What I do with new 4-strokes is fill the crank case to the bottom of the threads with cheapest detergent 30W oil I can find, start it up and let it idle with an occasional 1/2 throttle twist for several minutes.
Then ride it around my test area here which is mostly residential 25MPH, a nice little 'hump' hill and big hill up the mountain, and some stretches to open it up to 50+ MPH if it will do it.
4 or 5 circuits (~1/2 gallon) then drain the initial oil while it is warm and fill it with the same stuff and instruct the customer to change the oil after 2 gallons of gas is run with good quality synthetic oil and just change it once a year or so and you're good.
The MAJOR ISSUE with 4-stroke kits on an MB is what a frigg'n hassle it is to dink with the oil at all.
Just some HS 142F 4-stroke engines on a flat level bike platform tips:
1. Ignore the useless dip stick, fill the oil up until it gets to the threaded barrel just under the bottom thread.
2. Forget the oil drain plug or laying the thing down to drain oil, or some funky funnel thing that doesn't allow you to look into the fill hole for oil level as you fill it.

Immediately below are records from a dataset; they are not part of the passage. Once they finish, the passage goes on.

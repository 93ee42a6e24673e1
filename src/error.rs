//! Error types for world, ledger and storage operations

use thiserror::Error;

use crate::models::{Cell, Geocoin};

/// Transfer and bookkeeping failures. A transfer that fails leaves every collection untouched.
#[derive(Debug, Clone, Error, PartialEq, Eq)]
pub enum LedgerError {
    #[error("Coin {coin} is not in the cache at {cell}")]
    CoinNotInCache { coin: Geocoin, cell: Cell },

    #[error("Coin {coin} is not in the inventory")]
    CoinNotInInventory { coin: Geocoin },

    #[error("Coin {coin} appears in more than one place")]
    DuplicateCoin { coin: Geocoin },

    #[error("Cell {cell} minted {expected} coins but {found} are accounted for")]
    ConservationViolated { cell: Cell, expected: usize, found: usize },

    #[error("Coin {coin} originates from a cell that was never generated")]
    UnknownOrigin { coin: Geocoin },
}

/// Persisted state that cannot be trusted. The whole snapshot is rejected.
#[derive(Debug, Error)]
pub enum SnapshotError {
    #[error("Malformed snapshot record: {0}")]
    Decode(#[from] serde_json::Error),

    #[error("Cell {key} is not on the grid: {reason}")]
    NonCanonicalCell { key: String, reason: String },

    #[error("Cache stored under key {key} belongs to cell {cell}")]
    KeyMismatch { key: String, cell: Cell },

    #[error("Coin serial '{serial}' is not valid for its cell")]
    BadSerial { serial: String },

    #[error("Coin {coin} is stored more than once")]
    DuplicateCoin { coin: Geocoin },
}

/// Durable store failures. Reported, never retried.
#[derive(Debug, Error)]
pub enum PersistenceError {
    #[error("Storage I/O failed: {0}")]
    Io(#[from] std::io::Error),

    #[error("Storage contents could not be (de)serialized: {0}")]
    Format(#[from] serde_json::Error),
}

/// Rejected configuration.
#[derive(Debug, Error)]
pub enum ConfigError {
    #[error("Invalid value for {field}: {reason}")]
    Invalid { field: &'static str, reason: String },

    #[error("Failed to parse config: {0}")]
    Parse(#[from] serde_json::Error),
}

/// Errors surfaced by a game session.
#[derive(Debug, Error)]
pub enum GeocacheError {
    #[error(transparent)]
    Ledger(#[from] LedgerError),

    #[error(transparent)]
    Snapshot(#[from] SnapshotError),

    #[error(transparent)]
    Persistence(#[from] PersistenceError),

    #[error(transparent)]
    Config(#[from] ConfigError),

    #[error("No cache has been generated at {cell}")]
    UnknownCache { cell: Cell },
    #[error("Position ({lat}, {lng}) is not a finite coordinate")]
    InvalidPosition { lat: f64, lng: f64 },
}

pub type Result<T, E = GeocacheError> = std::result::Result<T, E>;
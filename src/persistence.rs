//! # Key/value persistence
//!
//! The durable side of a session: a flat string-to-string store in the spirit of browser
//! local storage. Writes go through [`KeyValueStore::write_batch`], which applies every entry
//! or none of them, so a cache update and the matching inventory update land together.

use std::collections::BTreeMap;
use std::fs;
use std::io::{ErrorKind, Write};
use std::path::{Path, PathBuf};

use crate::error::PersistenceError;

pub const CACHES_KEY: &str = "caches";
pub const INVENTORY_KEY: &str = "inventory";
pub const POSITION_KEY: &str = "position";

pub trait KeyValueStore {
    fn get(&self, key: &str) -> Result<Option<String>, PersistenceError>;

    /// Applies all entries atomically.
    fn write_batch(&mut self, entries: Vec<(String, String)>) -> Result<(), PersistenceError>;

    fn clear(&mut self) -> Result<(), PersistenceError>;

    fn set(&mut self, key: &str, value: String) -> Result<(), PersistenceError> {
        self.write_batch(vec![(key.to_string(), value)])
    }
}

/// In-process store. Nothing survives the process; used for tests and ephemeral sessions.
#[derive(Debug, Default, Clone)]
pub struct MemoryStore {
    entries: BTreeMap<String, String>,
}

impl MemoryStore {
    pub fn new() -> Self {
        Self::default()
    }

    pub fn len(&self) -> usize {
        self.entries.len()
    }

    pub fn is_empty(&self) -> bool {
        self.entries.is_empty()
    }
}

impl KeyValueStore for MemoryStore {
    fn get(&self, key: &str) -> Result<Option<String>, PersistenceError> {
        Ok(self.entries.get(key).cloned())
    }

    fn write_batch(&mut self, entries: Vec<(String, String)>) -> Result<(), PersistenceError> {
        self.entries.extend(entries);
        Ok(())
    }

    fn clear(&mut self) -> Result<(), PersistenceError> {
        self.entries.clear();
        Ok(())
    }
}

/// Store backed by a single JSON object on disk.
///
/// Every batch rewrites the whole file through a sibling temp file and a rename, so readers
/// never see a half-written file.
#[derive(Debug)]
pub struct FileStore {
    path: PathBuf,
    entries: BTreeMap<String, String>,
}

impl FileStore {
    /// Opens `path`, starting empty if it does not exist yet.
    pub fn open(path: impl AsRef<Path>) -> Result<Self, PersistenceError> {
        let path = path.as_ref().to_path_buf();
        let entries: BTreeMap<String, String> = match fs::read_to_string(&path) {
            Ok(text) => serde_json::from_str(&text)?,
            Err(e) if e.kind() == ErrorKind::NotFound => BTreeMap::new(),
            Err(e) => return Err(e.into()),
        };
        log::debug!("[Persistence] Opened {} with {} keys", path.display(), entries.len());
        Ok(Self { path, entries })
    }

    pub fn path(&self) -> &Path {
        &self.path
    }

    fn flush(&self, entries: &BTreeMap<String, String>) -> Result<(), PersistenceError> {
        let text = serde_json::to_string(entries)?;
        let mut tmp_name = self.path.as_os_str().to_owned();
        tmp_name.push(".tmp");
        let tmp_path = PathBuf::from(tmp_name);
        {
            let mut file = fs::File::create(&tmp_path)?;
            file.write_all(text.as_bytes())?;
            file.sync_all()?;
        }
        fs::rename(&tmp_path, &self.path)?;
        Ok(())
    }
}

impl KeyValueStore for FileStore {
    fn get(&self, key: &str) -> Result<Option<String>, PersistenceError> {
        Ok(self.entries.get(key).cloned())
    }

    fn write_batch(&mut self, entries: Vec<(String, String)>) -> Result<(), PersistenceError> {
        let mut next = self.entries.clone();
        next.extend(entries);
        self.flush(&next)?;
        self.entries = next;
        Ok(())
    }

    fn clear(&mut self) -> Result<(), PersistenceError> {
        let empty = BTreeMap::new();
        self.flush(&empty)?;
        self.entries = empty;
        Ok(())
    }
}
/******************************************************************************
 *                                                                            *
 * GeocacheSession is the single owner of a player's world: the grid, every   *
 * discovered cache, the inventory, the player's position and the durable     *
 * store they are written to. Map and popup code drives the game through      *
 * the methods below and renders what they return.                            *
 *                                                                            *
 ******************************************************************************/

use crate::board::Board;
use crate::cache_store::CacheStore;
use crate::config::GameConfig;
use crate::error::{GeocacheError, LedgerError, Result, SnapshotError};
use crate::ledger;
use crate::luck::{self, should_spawn_cache, Luck};
use crate::models::{Cell, CoinLocation, Direction, Geocache, Geocoin, Inventory, LatLng, LatLngBounds};
use crate::persistence::{KeyValueStore, CACHES_KEY, INVENTORY_KEY, POSITION_KEY};
use crate::snapshot::{self, CacheMapRecord, InventoryRecord};

/// Default luck source: [`luck::luck`] as a function pointer.
pub type DefaultLuck = fn(&str) -> f64;

/// A cell surfaced by a scan, with the rectangle to draw for it.
#[derive(Copy, Clone, Debug, PartialEq)]
pub struct VisibleCache {
    pub cell: Cell,
    pub bounds: LatLngBounds,
}

pub struct GeocacheSession<S, L = DefaultLuck> {
    config: GameConfig,
    board: Board,
    caches: CacheStore,
    inventory: Inventory,
    player: LatLng,
    store: S,
    luck: L,
}

impl<S: KeyValueStore> GeocacheSession<S> {
    /// Opens a session over `store` with the standard luck source.
    pub fn open(config: GameConfig, store: S) -> Result<Self> {
        Self::open_with_luck(config, store, luck::luck as DefaultLuck)
    }
}

impl<S: KeyValueStore, L: Luck> GeocacheSession<S, L> {
    fn fresh(config: GameConfig, store: S, luck: L) -> Self {
        Self {
            board: Board::new(config.tile_degrees, config.visibility_radius),
            caches: CacheStore::new(config.max_coins_per_cell),
            inventory: Inventory::new(),
            player: config.start_position,
            config,
            store,
            luck,
        }
    }

    /// Opens a session, loading whatever the store holds.
    ///
    /// A snapshot that fails validation is discarded as a whole and the session starts from a
    /// fresh world; storage I/O failures are returned.
    pub fn open_with_luck(config: GameConfig, store: S, luck: L) -> Result<Self> {
        config.validate()?;
        let mut session = Self::fresh(config, store, luck);
        match session.load_persisted() {
            Ok(()) => {}
            Err(GeocacheError::Snapshot(e)) => {
                log::warn!("[Session] Discarding persisted world: {}", e);
                session.discard_world();
            }
            Err(e) => return Err(e),
        }
        log::info!(
            "[Session] Opened at ({:.4}, {:.4}) with {} caches and {} coins in inventory",
            session.player.lat,
            session.player.lng,
            session.caches.len(),
            session.inventory.len()
        );
        Ok(session)
    }

    /// Like [`GeocacheSession::open_with_luck`] but fails on a malformed snapshot instead of
    /// starting fresh.
    pub fn restore(config: GameConfig, store: S, luck: L) -> Result<Self> {
        config.validate()?;
        let mut session = Self::fresh(config, store, luck);
        session.load_persisted()?;
        log::info!("[Session] Restored {} caches", session.caches.len());
        Ok(session)
    }

    fn load_persisted(&mut self) -> Result<()> {
        if let Some(text) = self.store.get(POSITION_KEY)? {
            match serde_json::from_str::<LatLng>(&text) {
                Ok(position) if position.is_finite() => self.player = position,
                Ok(_) => log::warn!("[Session] Stored position is not finite, using the start position"),
                Err(e) => log::warn!("[Session] Ignoring unreadable stored position: {}", e),
            }
        }

        let caches: CacheMapRecord = match self.store.get(CACHES_KEY)? {
            Some(text) => serde_json::from_str(&text).map_err(SnapshotError::from)?,
            None => CacheMapRecord::new(),
        };
        let inventory: InventoryRecord = match self.store.get(INVENTORY_KEY)? {
            Some(text) => serde_json::from_str(&text).map_err(SnapshotError::from)?,
            None => InventoryRecord::new(),
        };
        let (caches, inventory) = snapshot::decode_world(caches, inventory, &mut self.board)?;
        self.caches = CacheStore::from_caches(caches, self.config.max_coins_per_cell);
        self.inventory = inventory;
        Ok(())
    }

    fn discard_world(&mut self) {
        self.board.clear();
        self.caches.clear();
        self.inventory = Inventory::new();
        self.player = self.config.start_position;
    }

    // --- Accessors ---

    pub fn config(&self) -> &GameConfig {
        &self.config
    }

    pub fn board(&self) -> &Board {
        &self.board
    }

    pub fn caches(&self) -> &CacheStore {
        &self.caches
    }

    pub fn inventory(&self) -> &Inventory {
        &self.inventory
    }

    pub fn player_position(&self) -> LatLng {
        self.player
    }

    pub fn store(&self) -> &S {
        &self.store
    }

    pub fn into_store(self) -> S {
        self.store
    }

    // --- Grid ---

    pub fn cell_for_point(&mut self, point: LatLng) -> Cell {
        self.board.cell_for_point(point)
    }

    pub fn player_cell(&mut self) -> Cell {
        self.board.cell_for_point(self.player)
    }

    pub fn cell_bounds(&self, cell: &Cell) -> LatLngBounds {
        self.board.cell_bounds(cell)
    }

    pub fn neighbors(&mut self, cell: &Cell) -> [Cell; 8] {
        self.board.neighbors(cell)
    }

    // --- Movement ---

    /// Moves the player one tile and persists the new position.
    pub fn move_player(&mut self, direction: Direction) -> Result<LatLng> {
        let (lat_tiles, lng_tiles) = direction.step();
        let tile = self.board.tile_degrees();
        let next = LatLng::new(
            self.player.lat + lat_tiles as f64 * tile,
            self.player.lng + lng_tiles as f64 * tile,
        );
        self.set_player_position(next)?;
        Ok(next)
    }

    /// Jumps to a sensed coordinate and persists it. Non-finite readings are rejected without
    /// touching the current position.
    pub fn set_player_position(&mut self, position: LatLng) -> Result<()> {
        if !position.is_finite() {
            log::warn!("[Session] Ignoring non-finite position ({}, {})", position.lat, position.lng);
            return Err(GeocacheError::InvalidPosition {
                lat: position.lat,
                lng: position.lng,
            });
        }
        self.player = position;
        let text = serde_json::to_string(&position).map_err(crate::error::PersistenceError::from)?;
        self.store.set(POSITION_KEY, text).map_err(|e| {
            log::error!("[Session] Failed to persist player position: {}", e);
            e
        })?;
        Ok(())
    }

    // --- Caches ---

    pub fn is_cache_cell(&self, cell: &Cell) -> bool {
        should_spawn_cache(&self.luck, cell, self.config.cache_spawn_probability)
    }

    /// Scans the window around the player and returns the cells that surface a cache.
    /// Contents are not generated until the cache is opened.
    pub fn visible_caches(&mut self) -> Vec<VisibleCache> {
        let cells = self.board.cells_near_point(self.player);
        let visible: Vec<VisibleCache> = cells
            .into_iter()
            .filter(|cell| self.is_cache_cell(cell))
            .map(|cell| VisibleCache {
                cell,
                bounds: self.board.cell_bounds(&cell),
            })
            .collect();
        log::debug!("[Session] Scan around ({:.4}, {:.4}) surfaced {} caches", self.player.lat, self.player.lng, visible.len());
        visible
    }

    /// The cache at `cell`, generated on first access.
    pub fn open_cache(&mut self, cell: Cell) -> &Geocache {
        let cell = self.board.canonical_cell(cell);
        self.caches.cache_for_cell(cell, &self.luck)
    }

    pub fn locate(&self, coin: &Geocoin) -> Option<CoinLocation> {
        ledger::locate(coin, &self.caches, &self.inventory)
    }

    // --- Transfers ---

    /// Moves `coin` from the cache at `cell` into the inventory, then persists both.
    pub fn take_coin(&mut self, cell: Cell, coin: Geocoin) -> Result<()> {
        let cache = self.caches.get_mut(&cell).ok_or(GeocacheError::UnknownCache { cell })?;
        ledger::take_coin(&coin, cache, &mut self.inventory).map_err(|e| {
            log::warn!("[Session] Ignoring take of {}: {}", coin, e);
            e
        })?;
        self.persist_world()
    }

    /// Moves `coin` from the inventory into the cache at `cell`, then persists both.
    pub fn place_coin(&mut self, cell: Cell, coin: Geocoin) -> Result<()> {
        let cache = self.caches.get_mut(&cell).ok_or(GeocacheError::UnknownCache { cell })?;
        ledger::place_coin(&coin, cache, &mut self.inventory).map_err(|e| {
            log::warn!("[Session] Ignoring place of {}: {}", coin, e);
            e
        })?;
        self.persist_world()
    }

    /// Writes every cache and the inventory in one batch.
    pub fn persist_world(&mut self) -> Result<()> {
        let caches = serde_json::to_string(&self.caches.to_records()).map_err(crate::error::PersistenceError::from)?;
        let inventory = serde_json::to_string(&snapshot::encode_inventory(&self.inventory))
            .map_err(crate::error::PersistenceError::from)?;
        self.store
            .write_batch(vec![(CACHES_KEY.to_string(), caches), (INVENTORY_KEY.to_string(), inventory)])
            .map_err(|e| {
                log::error!("[Session] Failed to persist world: {}", e);
                e
            })?;
        Ok(())
    }

    pub fn audit(&self) -> std::result::Result<(), LedgerError> {
        ledger::audit(&self.caches, &self.inventory, &self.luck)
    }

    /// Forgets everything: storage, caches, inventory and position.
    pub fn reset(&mut self) -> Result<()> {
        self.store.clear()?;
        self.discard_world();
        log::info!("[Session] World reset");
        Ok(())
    }
}
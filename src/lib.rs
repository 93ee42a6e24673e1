//! Deterministic location-keyed coin caches.
//!
//! The world is a grid of square cells over latitude/longitude. Some cells surface a cache of
//! coins, decided by [`luck`] so that every player sees the same world. Coins move between
//! caches and the player's inventory through the ledger, and the session writes every change
//! to a key/value store so the world survives restarts.

mod board;
mod cache_store;
mod config;
mod error;
mod ledger;
mod luck;
mod models;
mod persistence;
mod session;
pub mod snapshot;

pub use board::Board;
pub use cache_store::{generate_cache, CacheStore};
pub use config::GameConfig;
pub use error::{ConfigError, GeocacheError, LedgerError, PersistenceError, Result, SnapshotError};
pub use ledger::{audit, locate, place_coin, take_coin, transfer_coin, CoinContainer};
pub use luck::{initial_top_serial, initial_value_seed, luck, should_spawn_cache, spawn_seed, Luck};
pub use models::{Cell, CoinLocation, Direction, Geocache, Geocoin, Inventory, LatLng, LatLngBounds};
pub use persistence::{FileStore, KeyValueStore, MemoryStore, CACHES_KEY, INVENTORY_KEY, POSITION_KEY};
pub use session::{DefaultLuck, GeocacheSession, VisibleCache};
pub use snapshot::{CacheMapRecord, CacheRecord, CellRecord, CoinRecord, InventoryRecord};

// --- Grid ---
pub const GRID_PRECISION: u32 = 4; // decimal digits kept from a raw coordinate
pub const GRID_UNITS_PER_DEGREE: i64 = 10i64.pow(GRID_PRECISION);
pub const GRID_SCALE: f64 = GRID_UNITS_PER_DEGREE as f64;

// --- Default world parameters ---
pub const TILE_DEGREES: f64 = 1e-4;
pub const VISIBILITY_RADIUS: u32 = 8;
pub const MAX_VISIBILITY_RADIUS: u32 = 100; // scan window is (2R)^2 cells
pub const CACHE_SPAWN_PROBABILITY: f64 = 0.1;
pub const MAX_COINS_PER_CELL: u32 = 10;

/// Default starting point.
pub const MERRILL_CLASSROOM: LatLng = LatLng::new(36.9995, -122.0533);
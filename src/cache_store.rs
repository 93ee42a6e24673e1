/******************************************************************************
 *                                                                            *
 * Owns every discovered Geocache, keyed by cell. A cache's contents are      *
 * generated exactly once, the first time its cell is asked for, and after    *
 * that only change through the ledger's transfer operations.                 *
 *                                                                            *
 ******************************************************************************/

use std::collections::BTreeMap;

use crate::board::Board;
use crate::error::{PersistenceError, SnapshotError};
use crate::luck::{initial_top_serial, Luck};
use crate::models::{Cell, Geocache, Geocoin};
use crate::snapshot::{self, CacheMapRecord};

#[derive(Debug, Clone, PartialEq)]
pub struct CacheStore {
    caches: BTreeMap<Cell, Geocache>,
    max_coins_per_cell: u32,
}

impl CacheStore {
    pub fn new(max_coins_per_cell: u32) -> Self {
        Self {
            caches: BTreeMap::new(),
            max_coins_per_cell,
        }
    }

    pub fn max_coins_per_cell(&self) -> u32 {
        self.max_coins_per_cell
    }

    /// Returns the cache at `cell`, generating it on first access.
    pub fn cache_for_cell<L: Luck + ?Sized>(&mut self, cell: Cell, luck: &L) -> &Geocache {
        self.cache_for_cell_mut(cell, luck)
    }

    pub(crate) fn cache_for_cell_mut<L: Luck + ?Sized>(&mut self, cell: Cell, luck: &L) -> &mut Geocache {
        let max_coins = self.max_coins_per_cell;
        self.caches.entry(cell).or_insert_with(|| {
            let cache = generate_cache(cell, luck, max_coins);
            log::debug!("[CacheStore] Generated cache at {} with {} coins", cell, cache.len());
            cache
        })
    }

    pub fn get(&self, cell: &Cell) -> Option<&Geocache> {
        self.caches.get(cell)
    }

    pub(crate) fn get_mut(&mut self, cell: &Cell) -> Option<&mut Geocache> {
        self.caches.get_mut(cell)
    }

    pub fn contains(&self, cell: &Cell) -> bool {
        self.caches.contains_key(cell)
    }

    /// Caches in cell order.
    pub fn iter(&self) -> impl Iterator<Item = &Geocache> {
        self.caches.values()
    }

    pub fn len(&self) -> usize {
        self.caches.len()
    }

    pub fn is_empty(&self) -> bool {
        self.caches.is_empty()
    }

    pub fn total_coins(&self) -> usize {
        self.caches.values().map(Geocache::len).sum()
    }

    pub fn clear(&mut self) {
        self.caches.clear();
    }

    pub fn to_records(&self) -> CacheMapRecord {
        snapshot::encode_caches(self.caches.values())
    }

    /// JSON text of the full cell-to-cache map.
    pub fn serialize(&self) -> Result<String, PersistenceError> {
        Ok(serde_json::to_string(&self.to_records())?)
    }

    /// Rebuilds a store from [`CacheStore::serialize`] output, resolving every cell through
    /// `board`. Any malformed record rejects the whole blob.
    pub fn deserialize(blob: &str, board: &mut Board, max_coins_per_cell: u32) -> Result<Self, SnapshotError> {
        let records: CacheMapRecord = serde_json::from_str(blob)?;
        Self::from_records(records, board, max_coins_per_cell)
    }

    pub fn from_records(
        records: CacheMapRecord,
        board: &mut Board,
        max_coins_per_cell: u32,
    ) -> Result<Self, SnapshotError> {
        let caches = snapshot::decode_caches(records, board)?;
        Ok(Self::from_caches(caches, max_coins_per_cell))
    }

    pub(crate) fn from_caches(caches: Vec<Geocache>, max_coins_per_cell: u32) -> Self {
        Self {
            caches: caches.into_iter().map(|cache| (cache.cell, cache)).collect(),
            max_coins_per_cell,
        }
    }
}

/// Mints the initial coins of `cell`: serials `0..=floor(luck * max_coins)`, all originating
/// from `cell`.
pub fn generate_cache<L: Luck + ?Sized>(cell: Cell, luck: &L, max_coins: u32) -> Geocache {
    let top_serial = initial_top_serial(luck, &cell, max_coins);
    let coins = (0..=top_serial).map(|serial| Geocoin::new(cell, serial)).collect();
    Geocache::new(cell, coins)
}

#[cfg(test)]
mod tests {
    use super::*;
    use crate::luck::luck;
    use std::cell::Cell as Counter;

    fn cell() -> Cell {
        Cell::from_units(369_995, -1_220_533)
    }

    #[test]
    fn fixed_luck_of_035_mints_four_coins() {
        let cache = generate_cache(cell(), &|_: &str| 0.35, 10);
        let serials: Vec<u32> = cache.coins().iter().map(|c| c.serial).collect();
        assert_eq!(serials, vec![0, 1, 2, 3]);
        assert!(cache.coins().iter().all(|c| c.cell == cell()));
    }

    #[test]
    fn count_is_inclusive_of_the_top_serial() {
        // floor(r * MAX) + 1 coins: never empty, and up to MAX + 1 for a source that returns 1.0.
        assert_eq!(generate_cache(cell(), &|_: &str| 0.0, 10).len(), 1);
        assert_eq!(generate_cache(cell(), &|_: &str| 0.95, 10).len(), 10);
        assert_eq!(generate_cache(cell(), &|_: &str| 1.0, 10).len(), 11);
    }

    #[test]
    fn generation_uses_the_initial_value_seed() {
        let seen = std::cell::RefCell::new(Vec::new());
        let source = |seed: &str| {
            seen.borrow_mut().push(seed.to_string());
            0.5
        };
        generate_cache(cell(), &source, 10);
        assert_eq!(seen.into_inner(), vec!["36.9995,-122.0533,initialValue".to_string()]);
    }

    #[test]
    fn cache_is_generated_once() {
        let calls = Counter::new(0);
        let source = |_: &str| {
            calls.set(calls.get() + 1);
            0.35
        };
        let mut store = CacheStore::new(10);
        let first = store.cache_for_cell(cell(), &source).clone();
        let second = store.cache_for_cell(cell(), &source).clone();
        assert_eq!(first, second);
        assert_eq!(calls.get(), 1);
        assert_eq!(store.len(), 1);
    }

    #[test]
    fn real_luck_is_reproducible() {
        let mut a = CacheStore::new(10);
        let mut b = CacheStore::new(10);
        for k in 0..20 {
            let c = cell().offset(k, -k);
            assert_eq!(a.cache_for_cell(c, &luck), b.cache_for_cell(c, &luck));
        }
        assert_eq!(a.total_coins(), b.total_coins());
    }

    #[test]
    fn serialize_round_trips() {
        let mut board = Board::new(1e-4, 8);
        let mut store = CacheStore::new(10);
        store.cache_for_cell(cell(), &luck);
        store.cache_for_cell(cell().offset(1, 0), &luck);
        let blob = store.serialize().unwrap();
        let restored = CacheStore::deserialize(&blob, &mut board, 10).unwrap();
        assert_eq!(restored, store);
        assert!(board.is_known(&cell()));
    }

    #[test]
    fn deserialize_rejects_garbage() {
        let mut board = Board::new(1e-4, 8);
        assert!(CacheStore::deserialize("{\"1,2\": {}}", &mut board, 10).is_err());
        assert!(CacheStore::deserialize("[]", &mut board, 10).is_err());
    }
}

I have found a big plastic syringe with an 8" or so gas line on the end allows me to do a complete oil change with no mess in about 5 minutes.
Just suck the old oil out and put it another oil container to use as chain oil.
Then stick it in your new oil container and suck it full and fill the engine back up to the bottom of the cap threads.
The type of syringe or line is not important so long as they will connect together, the important thing is you take gravity out of the process to make it much faster, cleaner and easier to do which is why I include that with new 4-stroke builds.